Que Stiglitz é um iconoclasta, descobri ao vivo e em cores, quando coincidimos em um almoço no Banco de Desenvolvimento de Minas Gerais, faz uns cinco anos.
O economista contou que, no primeiro contato que teve com o então ministro da Fazenda, Antonio Palocci, logo no início do governo Lula, lhe sugeriu que evitasse fazer o que fizera o presidente americano Bill Clinton (do qual, aliás, Stiglitz foi chefe dos assessores econômicos).
"Clinton se elegeu falando em "put the people first" (dar prioridade às pessoas), mas acabou investindo todas as suas energias em reduzir e até em eliminar o deficit fiscal", rememorou o economista, hoje como então na Universidade Columbia, uma das mais lustrosas grifes acadêmicas do mundo.
O resultado, sempre segundo o relato de Stiglitz, foi "agradar a Wall Street, beneficiando, com redução de impostos, algumas das pessoas mais ricas".
Palocci não deu ouvidos a Stiglitz, tanto que o governo Lula caprichou, anos a fio, mesmo depois da queda de Palocci, nos cuidados com os rentistas, os donos de títulos da dívida brasileira.

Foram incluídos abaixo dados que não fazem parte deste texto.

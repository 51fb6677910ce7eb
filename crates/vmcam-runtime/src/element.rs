use crate::RuntimeError;
use std::fmt;
use std::str::FromStr;

/// Element type tag attached to every runtime tensor.
#[derive(Debug, Clone, Copy, PartialEq, Eq, Hash)]
pub enum ElementType {
    U8,
    I8,
    U16,
    I16,
    U32,
    I32,
    F32,
    F64,
}

impl ElementType {
    /// The tag string the runtime bindings use ("u8", "f32", ...).
    pub fn tag(self) -> &'static str {
        match self {
            ElementType::U8 => "u8",
            ElementType::I8 => "i8",
            ElementType::U16 => "u16",
            ElementType::I16 => "i16",
            ElementType::U32 => "u32",
            ElementType::I32 => "i32",
            ElementType::F32 => "f32",
            ElementType::F64 => "f64",
        }
    }

    pub fn size_in_bytes(self) -> usize {
        match self {
            ElementType::U8 | ElementType::I8 => 1,
            ElementType::U16 | ElementType::I16 => 2,
            ElementType::U32 | ElementType::I32 | ElementType::F32 => 4,
            ElementType::F64 => 8,
        }
    }
}

impl fmt::Display for ElementType {
    fn fmt(&self, f: &mut fmt::Formatter<'_>) -> fmt::Result {
        f.write_str(self.tag())
    }
}

impl FromStr for ElementType {
    type Err = RuntimeError;

    fn from_str(s: &str) -> Result<Self, Self::Err> {
        match s {
            "u8" => Ok(ElementType::U8),
            "i8" => Ok(ElementType::I8),
            "u16" => Ok(ElementType::U16),
            "i16" => Ok(ElementType::I16),
            "u32" => Ok(ElementType::U32),
            "i32" => Ok(ElementType::I32),
            "f32" => Ok(ElementType::F32),
            "f64" => Ok(ElementType::F64),
            other => Err(RuntimeError::UnsupportedType(other.to_string())),
        }
    }
}
use crate::CameraError;

/// Wire formats a capture device may be asked for.
#[derive(Clone, Copy, Debug, Default, PartialEq, Eq)]
pub enum CaptureFormat {
    /// MJPEG if the driver offers it at the requested size, else YUYV.
    #[default]
    Auto,
    Mjpeg,
    Yuyv,
}

/// What to ask the camera for when access is requested.
///
/// Drivers may round width, height and rate; backends report what they
/// actually negotiated.
#[derive(Clone, Debug)]
pub struct CameraConfig {
    device: String,
    width: u32,
    height: u32,
    fps: u32,
    format: CaptureFormat,
    driver_buffers: u32,
}

impl Default for CameraConfig {
    fn default() -> Self {
        Self {
            device: "/dev/video0".to_string(),
            width: 640,
            height: 480,
            fps: 30,
            format: CaptureFormat::Auto,
            driver_buffers: 4,
        }
    }
}

impl CameraConfig {
    pub fn with_device(mut self, device: impl Into<String>) -> Self {
        self.device = device.into();
        self
    }

    pub fn with_width(mut self, width: u32) -> Self {
        self.width = width;
        self
    }

    pub fn with_height(mut self, height: u32) -> Self {
        self.height = height;
        self
    }

    /// Device capture rate. The pipeline samples at its own, usually lower, rate.
    pub fn with_fps(mut self, fps: u32) -> Self {
        self.fps = fps;
        self
    }

    pub fn with_format(mut self, format: CaptureFormat) -> Self {
        self.format = format;
        self
    }

    /// Number of buffers the driver captures into.
    pub fn with_driver_buffers(mut self, count: u32) -> Self {
        self.driver_buffers = count;
        self
    }

    pub fn device(&self) -> &str {
        &self.device
    }

    pub fn width(&self) -> u32 {
        self.width
    }

    pub fn height(&self) -> u32 {
        self.height
    }

    pub fn fps(&self) -> u32 {
        self.fps
    }

    pub fn format(&self) -> CaptureFormat {
        self.format
    }

    pub fn driver_buffers(&self) -> u32 {
        self.driver_buffers
    }

    /// Reject requests no device can satisfy.
    pub fn validate(&self) -> Result<(), CameraError> {
        if self.width == 0 || self.height == 0 {
            return Err(CameraError::Device(format!(
                "invalid frame size {}x{}",
                self.width, self.height
            )));
        }
        if self.fps == 0 {
            return Err(CameraError::Device("frame rate must be positive".to_string()));
        }
        if self.driver_buffers == 0 {
            return Err(CameraError::Device("driver buffer count must be positive".to_string()));
        }
        Ok(())
    }
}
use crate::{ElementType, RuntimeError, Status};

/// The runtime's binding surface.
///
/// Every handle type is owned by the runtime and is not reclaimed
/// automatically: whatever a `create_*` method returns must come back through
/// the matching `release_*` method exactly once. Wrap handles in
/// [`Handle`](crate::Handle) rather than calling `release_*` by hand.
pub trait Runtime: Send + Sync + 'static {
    type Device: Send + Sync;
    type VmInstance: Send + Sync;
    type Tensor: Send + Sync;
    type DataBuffer: Send + Sync;

    fn name(&self) -> &str;

    fn create_device(&self) -> Result<Self::Device, RuntimeError>;

    fn create_vm_instance(&self) -> Result<Self::VmInstance, RuntimeError>;

    /// Wrap `data` as a tensor of `shape` and `element_type`.
    ///
    /// `data.len()` must equal the shape's element count times the element size.
    fn create_tensor(
        &self,
        data: &[u8],
        shape: &[i32],
        element_type: ElementType,
    ) -> Result<Self::Tensor, RuntimeError>;

    /// Copy a bytecode program into a runtime-owned buffer.
    fn create_data_buffer(&self, bytes: &[u8]) -> Result<Self::DataBuffer, RuntimeError>;

    /// Execute `bytecode` on `vm` and `device` against `inputs`.
    ///
    /// Output tensors are owned by the caller. On a non-OK status the output
    /// list is empty.
    fn call(
        &self,
        vm: &Self::VmInstance,
        device: &Self::Device,
        bytecode: &Self::DataBuffer,
        inputs: &[&Self::Tensor],
    ) -> (Status, Vec<Self::Tensor>);

    /// Element values of `tensor`, row-major, one byte per element.
    fn to_flat_array(&self, tensor: &Self::Tensor) -> Result<Vec<u8>, RuntimeError>;

    fn tensor_shape(&self, tensor: &Self::Tensor) -> Vec<i32>;

    fn release_device(&self, device: Self::Device);

    fn release_vm_instance(&self, vm: Self::VmInstance);

    fn release_tensor(&self, tensor: Self::Tensor);

    fn release_data_buffer(&self, buffer: Self::DataBuffer);
}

Só com a crise de 2008 é que foi reduzido o superavit fiscal primário (com o qual se paga a turma do papelório).
No mundo todo, de resto, os governos entupiram-se de dívidas para resgatar a economia do buraco, o que dá a Stiglitz (e demais iconoclastas) a chance de discutir como "reconstruir a reputação da economia", o que lhes era negado pela ditadura do pensamento único, abalada pela crise mas ainda não vencida.